Durch die Pergola ging ein Paar. Ein gebeugter, magerer, bartloser Mann, Ende der Zwanziger, mit schlanken Gliedern und sehr schmalen Händen. Er zog die Füße etwas nach, als ob er nicht recht wüßte, ob er sich bewegen wollte. Die eine Schulter ließ er hängen, es sah aus, als ob sein Hals den Kopf nicht recht tragen könnte. Seine braunen Augen waren groß und matt im Blick, und er spitzte seine dünnen Lippen, als ob er über etwas nachdächte, was gleichzeitig komisch und traurig war.

Sie war hochgewachsen und elastisch, sehr elegant, in einem phantasievollen Kostüm, halb exotisches Gartenkleid, halb Kimono. Sie trug ihren schönen Rassekopf stolz auf den Schultern, das reiche, bronzefarbene Haar war nachlässig in Locken unter einem prachtvollen Gartenhut mit echten Spitzen aufgesteckt. Die Nase war vornehm gebogen, die dunklen Brauen wölbten sich energisch auf der elfenbeinweißen Stirn, der kleine Mund, mit den dunkelroten Lippen, war leicht zum Spott verzogen, und das Kinn trat keck hervor. Ihr Gang war entschlossen und leicht, als nähme sie mit jedem Schritt ein neues Stück Welt in Besitz.

Als sie den Wintergarten erreicht hatten und unter dem großen Pergolabogen vor der Terrasse standen, reichte sie ihm die Hand und sagte:

»Es war ein sehr schöner Spaziergang, Herr Schultz!«

Er behielt ihre Hand in der seinen und betrachtete die Grübchen über den Knöcheln, die blankrosigen Nägel.

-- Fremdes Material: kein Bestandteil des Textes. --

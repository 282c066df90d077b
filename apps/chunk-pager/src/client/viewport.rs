//! The visible window over the document.
//!
//! `top` and `height` are in layout units. Raw scroll notifications are
//! coalesced by a debounce task into a single [`Settled`] event once scrolling
//! has been quiet for the configured period. Scrolls issued by the engine itself
//! swallow the notification they produce so they never re-trigger prefetching.

use parking_lot::Mutex;
use std::time::Duration;
use tokio::sync::mpsc::{self, UnboundedReceiver, UnboundedSender};
use tracing::trace;

/// Emitted once per scroll gesture after the quiet period.
#[derive(Clone, Copy, Debug, PartialEq, Eq)]
pub struct Settled;

/// Boundaries beyond which loaded segments may be evicted. `None` means the
/// viewport is still close enough to that end of the document that nothing on
/// that side is evicted.
#[derive(Clone, Copy, Debug, Default, PartialEq, Eq)]
pub struct FarRange {
    pub top: Option<u64>,
    pub bottom: Option<u64>,
}

/// Number of viewport heights kept loaded on each side of the window.
const KEEP_PAGES: u64 = 2;

struct ViewportState {
    top: u64,
    height: u64,
    document_extent: u64,
    suppress_next: bool,
    notifier: Option<UnboundedSender<()>>,
}

pub struct Viewport {
    state: Mutex<ViewportState>,
}

impl Viewport {
    pub fn new(height: u64) -> Self {
        Self {
            state: Mutex::new(ViewportState {
                top: 0,
                height,
                document_extent: 0,
                suppress_next: false,
                notifier: None,
            }),
        }
    }

    pub fn top(&self) -> u64 {
        self.state.lock().top
    }

    pub fn height(&self) -> u64 {
        self.state.lock().height
    }

    pub fn bottom(&self) -> u64 {
        let state = self.state.lock();
        state.top + state.height
    }

    pub fn document_extent(&self) -> u64 {
        self.state.lock().document_extent
    }

    /// End of the next page, clamped to the document extent.
    pub fn next_page_position(&self) -> u64 {
        let state = self.state.lock();
        let position = state.top + 2 * state.height;
        position.min(state.document_extent)
    }

    /// Start of the previous page, clamped to zero.
    pub fn prev_page_position(&self) -> u64 {
        let state = self.state.lock();
        state.top.saturating_sub(state.height)
    }

    pub fn to_unload_positions(&self) -> FarRange {
        let state = self.state.lock();
        let reach = KEEP_PAGES * state.height;
        let top = state.top.checked_sub(reach).filter(|top| *top > 0);
        let bottom = Some(state.top + state.height + reach)
            .filter(|bottom| *bottom < state.document_extent);
        FarRange { top, bottom }
    }

    pub fn set_height(&self, height: u64) {
        let mut state = self.state.lock();
        state.height = height;
        clamp_top(&mut state);
    }

    /// Called after every layout change; keeps `top` inside the scrollable range.
    pub fn set_document_extent(&self, extent: u64) {
        let mut state = self.state.lock();
        state.document_extent = extent;
        clamp_top(&mut state);
    }

    /// Engine-initiated relative scroll.
    pub fn scroll_by(&self, delta: i64) {
        let target = self.top().saturating_add_signed(delta);
        self.scroll_to(target);
    }

    /// Engine-initiated absolute scroll.
    pub fn scroll_to(&self, position: u64) {
        let moved = {
            let mut state = self.state.lock();
            let before = state.top;
            state.top = position;
            clamp_top(&mut state);
            let moved = state.top != before;
            if moved {
                state.suppress_next = true;
            }
            moved
        };
        if moved {
            trace!(target = "pager::viewport", position, "engine scroll");
            self.notify_scroll();
        }
    }

    /// Scroll caused by the user (wheel, scroll keys).
    pub fn user_scroll_by(&self, delta: i64) {
        let moved = {
            let mut state = self.state.lock();
            let before = state.top;
            state.top = state.top.saturating_add_signed(delta);
            clamp_top(&mut state);
            state.top != before
        };
        if moved {
            self.notify_scroll();
        }
    }

    /// Raw scroll notification. The first notification after an engine scroll
    /// is swallowed; everything else re-arms the settle timer.
    pub fn notify_scroll(&self) {
        let mut state = self.state.lock();
        if state.suppress_next {
            state.suppress_next = false;
            return;
        }
        if let Some(notifier) = &state.notifier {
            if notifier.send(()).is_err() {
                state.notifier = None;
            }
        }
    }

    /// Starts the debounce task and returns the stream of settle events.
    /// Must be called from within a tokio runtime.
    pub fn settle_events(&self, quiet: Duration) -> UnboundedReceiver<Settled> {
        let (raw_tx, raw_rx) = mpsc::unbounded_channel();
        let (settled_tx, settled_rx) = mpsc::unbounded_channel();
        self.state.lock().notifier = Some(raw_tx);
        tokio::spawn(debounce(raw_rx, settled_tx, quiet));
        settled_rx
    }
}

fn clamp_top(state: &mut ViewportState) {
    let max_top = state.document_extent.saturating_sub(state.height);
    if state.top > max_top {
        state.top = max_top;
    }
}

async fn debounce(
    mut raw: UnboundedReceiver<()>,
    settled: UnboundedSender<Settled>,
    quiet: Duration,
) {
    while raw.recv().await.is_some() {
        loop {
            tokio::select! {
                next = raw.recv() => {
                    if next.is_none() {
                        return;
                    }
                }
                _ = tokio::time::sleep(quiet) => break,
            }
        }
        if settled.send(Settled).is_err() {
            return;
        }
    }
}
struct MapState {
    chunks: Vec<Chunk>,
    surface: Box<dyn Surface>,
    selection: Option<Selection>,
    placeholder_extent: u64,
}

impl MapState {
    fn sync_extent(&self, viewport: &Viewport) {
        viewport.set_document_extent(self.surface.total_extent());
    }

    fn chunk_at(&self, position: u64) -> Option<usize> {
        let surface = self.surface.as_ref();
        let index = self
            .chunks
            .partition_point(|chunk| chunk.position(surface).end <= position);
        let chunk = self.chunks.get(index)?;
        chunk.position(surface).contains(position).then_some(index)
    }

    fn row_span(&self, selection: Selection) -> Option<Span> {
        self.chunks
            .get(selection.chunk)?
            .rows()
            .get(selection.row)?
            .position(self.surface.as_ref())
    }

    fn apply_load(&mut self, index: usize, ticket: u64, outcome: &LoadOutcome, viewport: &Viewport) {
        let MapState {
            chunks, surface, ..
        } = self;
        if chunks[index].finish_load(ticket, outcome, surface.as_mut()) {
            self.sync_extent(viewport);
        }
    }

    /// Moves the selection to `target`, keeping the record at the same
    /// on-screen offset if eviction reflowed the document.
    fn select(&mut self, target: Selection, viewport: &Viewport) -> bool {
        let MapState {
            chunks,
            surface,
            selection,
            ..
        } = self;
        if chunks
            .get(target.chunk)
            .and_then(|chunk| chunk.rows().get(target.row))
            .is_none()
        {
            return false;
        }
        if let Some(previous) = selection.take() {
            if let Some(row) = chunks
                .get_mut(previous.chunk)
                .and_then(|chunk| chunk.rows_mut().get_mut(previous.row))
            {
                row.set_selected(false, surface.as_mut(), viewport);
            }
        }
        let row = &mut chunks[target.chunk].rows_mut()[target.row];
        row.set_selected(true, surface.as_mut(), viewport);
        *selection = Some(target);
        trace!(target = "pager::nav", chunk = target.chunk, row = target.row, "selected");

        let Some(span) = self.row_span(target) else {
            return true;
        };
        let offset = span.start as i64 - viewport.top() as i64;
        if self.evict(viewport) {
            if let Some(span) = self.row_span(target) {
                let position = shifted(span.start, -offset);
                if viewport.top() != position {
                    viewport.scroll_to(position);
                }
            }
        }
        true
    }

    /// Unloads every loaded segment lying entirely in the far range.
    fn evict(&mut self, viewport: &Viewport) -> bool {
        let far = viewport.to_unload_positions();
        if far.top.is_none() && far.bottom.is_none() {
            return false;
        }
        let surface = self.surface.as_ref();
        let doomed: Vec<usize> = self
            .chunks
            .iter()
            .filter(|chunk| chunk.is_loaded())
            .filter(|chunk| {
                let span = chunk.position(surface);
                far.top.is_some_and(|top| span.end <= top)
                    || far.bottom.is_some_and(|bottom| span.start >= bottom)
            })
            .map(Chunk::index)
            .collect();
        if doomed.is_empty() {
            return false;
        }
        if let Some(selection) = self.selection {
            if doomed.contains(&selection.chunk) {
                self.selection = None;
            }
        }
        for &index in &doomed {
            self.chunks[index].unload(self.surface.as_mut(), self.placeholder_extent);
        }
        debug!(target = "pager::chunk", evicted = ?doomed, "evicted far segments");
        self.sync_extent(viewport);
        true
    }

    fn loaded_count(&self) -> usize {
        self.chunks.iter().filter(|chunk| chunk.is_loaded()).count()
    }
}
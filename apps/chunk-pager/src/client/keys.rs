use crate::client::chunks_map::{ChunksMap, NavError};
use crossterm::event::{KeyCode, KeyEvent, KeyEventKind, KeyModifiers};
use tokio::sync::mpsc::{self, UnboundedReceiver, UnboundedSender};
use tracing::{debug, warn};

#[derive(Clone, Copy, Debug, PartialEq, Eq)]
pub enum NavKey {
    Previous,
    Next,
    PageBack,
    PageForward,
    First,
    Last,
}

impl NavKey {
    /// Navigation meaning of a key press. Modified keys are left to the
    /// caller (they scroll instead of moving the selection).
    pub fn from_key(key: &KeyEvent) -> Option<Self> {
        if key.kind == KeyEventKind::Release {
            return None;
        }
        if key
            .modifiers
            .intersects(KeyModifiers::CONTROL | KeyModifiers::ALT)
        {
            return None;
        }
        match key.code {
            KeyCode::Up => Some(NavKey::Previous),
            KeyCode::Down => Some(NavKey::Next),
            KeyCode::PageUp => Some(NavKey::PageBack),
            KeyCode::PageDown => Some(NavKey::PageForward),
            KeyCode::Home => Some(NavKey::First),
            KeyCode::End => Some(NavKey::Last),
            _ => None,
        }
    }
}

/// Captures navigation keys and runs them against the directory on a worker
/// task, in arrival order. Input handling never waits for a load.
pub struct KeyController {
    tx: UnboundedSender<NavKey>,
}

impl KeyController {
    /// Must be called from within a tokio runtime. Navigation failures are
    /// reported on the returned receiver.
    pub fn spawn(map: ChunksMap) -> (Self, UnboundedReceiver<NavError>) {
        let (tx, mut rx) = mpsc::unbounded_channel::<NavKey>();
        let (err_tx, err_rx) = mpsc::unbounded_channel();
        tokio::spawn(async move {
            while let Some(key) = rx.recv().await {
                debug!(target = "pager::nav", ?key, "navigation key");
                if let Err(err) = map.navigate(key).await {
                    warn!(target = "pager::nav", ?key, error = %err, "navigation failed");
                    if err_tx.send(err).is_err() {
                        break;
                    }
                }
            }
        });
        (Self { tx }, err_rx)
    }

    /// Returns whether the key was captured.
    pub fn handle(&self, key: &KeyEvent) -> bool {
        let Some(nav) = NavKey::from_key(key) else {
            return false;
        };
        self.dispatch(nav)
    }

    pub fn dispatch(&self, key: NavKey) -> bool {
        self.tx.send(key).is_ok()
    }
}
/// Half-open range `[start, end)` along the document axis, in layout units.
#[derive(Clone, Copy, Debug, Default, PartialEq, Eq)]
pub struct Span {
    pub start: u64,
    pub end: u64,
}

impl Span {
    pub const fn new(start: u64, end: u64) -> Self {
        Self { start, end }
    }

    pub fn extent(&self) -> u64 {
        self.end.saturating_sub(self.start)
    }

    pub fn contains(&self, position: u64) -> bool {
        self.start <= position && position < self.end
    }
}

/// Geometry of a segment captured before an async step that may re-layout the
/// document. After the step, the snapshot yields the deltas that have to be
/// applied to any position computed against the old layout.
#[derive(Clone, Copy, Debug)]
pub struct GeometrySnapshot {
    before: Span,
}

impl GeometrySnapshot {
    pub fn capture(span: Span) -> Self {
        Self { before: span }
    }

    pub fn before(&self) -> Span {
        self.before
    }

    /// How far the segment's start moved.
    pub fn start_shift(&self, after: Span) -> i64 {
        after.start as i64 - self.before.start as i64
    }

    /// How much the segment grew (positive) or shrank (negative).
    pub fn extent_shift(&self, after: Span) -> i64 {
        after.extent() as i64 - self.before.extent() as i64
    }
}

pub fn shifted(position: u64, delta: i64) -> u64 {
    position.saturating_add_signed(delta)
}

#[cfg(test)]
mod tests {
    use super::*;

    #[test]
    fn span_is_half_open() {
        let span = Span::new(10, 30);
        assert!(span.contains(10));
        assert!(span.contains(29));
        assert!(!span.contains(30));
        assert_eq!(span.extent(), 20);
        assert!(!Span::new(5, 5).contains(5));
    }

    #[test]
    fn snapshot_reports_start_and_extent_deltas() {
        let snapshot = GeometrySnapshot::capture(Span::new(100, 4600));
        let after = Span::new(140, 1140);
        assert_eq!(snapshot.start_shift(after), 40);
        assert_eq!(snapshot.extent_shift(after), -3500);
        assert_eq!(shifted(500, snapshot.start_shift(after)), 540);
        assert_eq!(shifted(10, -50), 0);
    }
}
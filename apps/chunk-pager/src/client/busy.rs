use std::sync::atomic::{AtomicUsize, Ordering};

/// Loading indicator shown while the visible region waits on a load.
/// Every `show` is paired with exactly one `hide`.
pub trait BusyIndicator: Send + Sync {
    fn show(&self);
    fn hide(&self);
}

/// Busy counter read by the status line. Overlapping loads each hold the
/// indicator; it clears when the last one finishes.
#[derive(Debug, Default)]
pub struct StatusBusy {
    holders: AtomicUsize,
}

impl StatusBusy {
    pub fn new() -> Self {
        Self::default()
    }

    pub fn is_active(&self) -> bool {
        self.holders.load(Ordering::Acquire) > 0
    }
}

impl BusyIndicator for StatusBusy {
    fn show(&self) {
        self.holders.fetch_add(1, Ordering::AcqRel);
    }

    fn hide(&self) {
        let _ = self
            .holders
            .fetch_update(Ordering::AcqRel, Ordering::Acquire, |count| {
                count.checked_sub(1)
            });
    }
}
use once_cell::sync::Lazy;
use parking_lot::Mutex;
use std::collections::HashMap;
use std::time::{Duration, Instant};

fn env_truthy(var: &str) -> Option<bool> {
    std::env::var(var).map(|v| v != "0" && !v.is_empty()).ok()
}

static PERF_ENABLED: Lazy<bool> =
    Lazy::new(|| env_truthy("CHUNK_PAGER_PERF").unwrap_or(false));

static STATS: Lazy<Mutex<HashMap<&'static str, PerfStat>>> =
    Lazy::new(|| Mutex::new(HashMap::new()));

static GAUGES: Lazy<Mutex<HashMap<&'static str, GaugeStat>>> =
    Lazy::new(|| Mutex::new(HashMap::new()));

#[derive(Default)]
struct GaugeStat {
    last: u64,
    samples: u64,
}

#[derive(Default)]
struct PerfStat {
    total_ns: u128,
    max_ns: u128,
    count: u64,
    total_bytes: u128,
}

fn enabled() -> bool {
    *PERF_ENABLED
}

pub fn record_duration(label: &'static str, duration: Duration) {
    if !enabled() {
        return;
    }
    let mut stats = STATS.lock();
    let entry = stats.entry(label).or_default();
    entry.count += 1;
    let nanos = duration.as_nanos();
    entry.total_ns += nanos;
    entry.max_ns = entry.max_ns.max(nanos);
    // Segment loads are rare compared to frames, so report more often.
    if entry.count % 50 == 0 {
        report(label, entry);
    }
}

pub fn record_gauge(label: &'static str, value: u64) {
    if !enabled() {
        return;
    }
    let mut gauges = GAUGES.lock();
    let entry = gauges.entry(label).or_default();
    entry.last = value;
    entry.samples = entry.samples.saturating_add(1);
    if entry.samples % 50 == 0 {
        tracing::info!(
            target = "pager::perf",
            label,
            gauge = entry.last,
            samples = entry.samples,
            "gauge"
        );
    }
}

pub fn record_bytes(label: &'static str, bytes: usize) {
    if !enabled() {
        return;
    }
    let mut stats = STATS.lock();
    let entry = stats.entry(label).or_default();
    entry.total_bytes += bytes as u128;
    entry.count += 1;
    if entry.count % 50 == 0 {
        report(label, entry);
    }
}

fn report(label: &'static str, stat: &PerfStat) {
    let avg_ns = if stat.count > 0 {
        stat.total_ns / stat.count as u128
    } else {
        0
    };
    let avg_us = avg_ns as f64 / 1_000.0;
    let max_us = stat.max_ns as f64 / 1_000.0;
    let kib = stat.total_bytes as f64 / 1024.0;
    tracing::info!(
        target = "pager::perf",
        label,
        count = stat.count,
        avg_us = format_args!("{avg_us:.2}"),
        max_us = format_args!("{max_us:.2}"),
        kib = format_args!("{kib:.1}"),
        "timing"
    );
}

/// Records the time between construction and drop under `label`. `None` when
/// perf telemetry is off, so the guard costs nothing in normal runs.
pub struct PerfGuard {
    label: &'static str,
    start: Instant,
}

impl PerfGuard {
    pub fn new(label: &'static str) -> Option<Self> {
        if !enabled() {
            return None;
        }
        Some(Self {
            label,
            start: Instant::now(),
        })
    }
}

impl Drop for PerfGuard {
    fn drop(&mut self) {
        record_duration(self.label, self.start.elapsed());
    }
}

pub mod logging {
    use clap::ValueEnum;
    use serde::Deserialize;
    use std::fs::OpenOptions;
    use std::path::PathBuf;
    use std::sync::OnceLock;
    use tracing::level_filters::LevelFilter;
    use tracing_appender::non_blocking::WorkerGuard;
    use tracing_subscriber::EnvFilter;

    #[derive(
        Clone, Copy, Debug, Default, ValueEnum, Deserialize, PartialEq, Eq, PartialOrd, Ord,
    )]
    #[serde(rename_all = "lowercase")]
    pub enum LogLevel {
        Error,
        #[default]
        Warn,
        Info,
        Debug,
        Trace,
    }

    impl LogLevel {
        pub fn as_str(self) -> &'static str {
            match self {
                LogLevel::Error => "error",
                LogLevel::Warn => "warn",
                LogLevel::Info => "info",
                LogLevel::Debug => "debug",
                LogLevel::Trace => "trace",
            }
        }

        pub fn to_filter(self) -> LevelFilter {
            match self {
                LogLevel::Error => LevelFilter::ERROR,
                LogLevel::Warn => LevelFilter::WARN,
                LogLevel::Info => LevelFilter::INFO,
                LogLevel::Debug => LevelFilter::DEBUG,
                LogLevel::Trace => LevelFilter::TRACE,
            }
        }
    }

    #[derive(Clone, Debug, Default)]
    pub struct LogConfig {
        pub level: LogLevel,
        pub file: Option<PathBuf>,
    }

    #[derive(thiserror::Error, Debug)]
    pub enum InitError {
        #[error("failed to open log file {path:?}: {source}")]
        Io {
            path: PathBuf,
            source: std::io::Error,
        },
        #[error("failed to configure logger: {0}")]
        Configure(String),
    }

    static INIT: OnceLock<()> = OnceLock::new();
    static GUARD: OnceLock<WorkerGuard> = OnceLock::new();

    pub fn init(config: &LogConfig) -> Result<(), InitError> {
        if INIT.get().is_some() {
            return Ok(());
        }

        inner_init(config)?;
        INIT.set(()).ok();
        Ok(())
    }

    fn inner_init(config: &LogConfig) -> Result<(), InitError> {
        let env_filter = build_env_filter(config.level.to_filter());

        let (writer, guard) = match &config.file {
            Some(path) => {
                let file = OpenOptions::new()
                    .create(true)
                    .append(true)
                    .open(path)
                    .map_err(|source| InitError::Io {
                        path: path.clone(),
                        source,
                    })?;
                tracing_appender::non_blocking(file)
            }
            None => tracing_appender::non_blocking(std::io::stderr()),
        };

        let subscriber = tracing_subscriber::fmt()
            .with_env_filter(env_filter)
            .with_level(true)
            .with_target(config.level >= LogLevel::Debug)
            .with_thread_ids(config.level >= LogLevel::Trace)
            .with_ansi(config.file.is_none())
            .with_writer(writer)
            .finish();

        tracing::subscriber::set_global_default(subscriber)
            .map_err(|err| InitError::Configure(err.to_string()))?;

        let _ = GUARD.set(guard);
        Ok(())
    }

    fn build_env_filter(level: LevelFilter) -> EnvFilter {
        match std::env::var("CHUNK_PAGER_LOG_FILTER") {
            Ok(filter) => EnvFilter::new(filter),
            Err(_) => EnvFilter::new(default_filter_for(level)),
        }
    }

    const NOISY_DEP_TARGETS: &[&str] = &["hyper", "hyper_util", "reqwest", "rustls", "mio", "h2"];

    fn default_filter_for(level: LevelFilter) -> String {
        let base = match level {
            LevelFilter::TRACE => "info,chunk_pager=trace",
            LevelFilter::DEBUG => "info,chunk_pager=debug",
            LevelFilter::INFO => "info",
            LevelFilter::WARN => "warn",
            LevelFilter::ERROR => "error",
            LevelFilter::OFF => "off",
        };
        let mut filter = base.to_owned();
        if level == LevelFilter::TRACE {
            for target in NOISY_DEP_TARGETS {
                filter.push(',');
                filter.push_str(target);
                filter.push_str("=info");
            }
        }
        filter
    }

}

»Ich habe Ihnen nicht gesagt, was ich eigentlich sagen wollte.«

»Hatten Sie etwas Besonderes auf dem Herzen?«

»Können Sie sich wirklich nicht denken, weshalb ich hierher gekommen bin?«

»Wahrscheinlich, um die neuen Herrlichkeiten Ihres Freundes zu besehen,« neckte sie.

Er zögerte einen Augenblick, während er ihre klangvolle Stimme mit dem südländischen Akzent genoß.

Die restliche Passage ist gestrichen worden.